Action item
Each line in the listing below that contains "application" should be returned.

The data
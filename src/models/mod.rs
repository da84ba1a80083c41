//! Data models for the rimnamer application.
//!
//! This module contains the core data structures used throughout the
//! application:
//! - [`AppState`]: The central state container holding configuration, run
//!   progress, and per-folder results
//! - [`FolderStatus`]: Classification key for processed folders
//! - [`ModelConfig`]: The three-key provider configuration persisted as
//!   `model_config.json`
//! - [`MAX_CONCURRENT_PROVIDER_CALLS`]: Concurrency policy constant (always 1
//!   to serialize outbound API traffic)
//!
//! # Architecture Note
//!
//! The models are designed to be:
//! - **Serializable**: `ModelConfig` derives `Serialize`/`Deserialize` for
//!   JSON persistence
//! - **Cloneable**: `AppState` is wrapped in `Arc<RwLock<>>` by
//!   [`StateManager`](crate::state::StateManager) for thread-safe access
//! - **Passive**: state updates go through the manager's `update()` method so
//!   change events are never missed

pub mod app_state;
pub mod config;

pub use app_state::{AppState, FolderStatus, MAX_CONCURRENT_PROVIDER_CALLS};
pub use config::ModelConfig;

Solution to this problem
//! Data models for the rimnamer application.
//! application:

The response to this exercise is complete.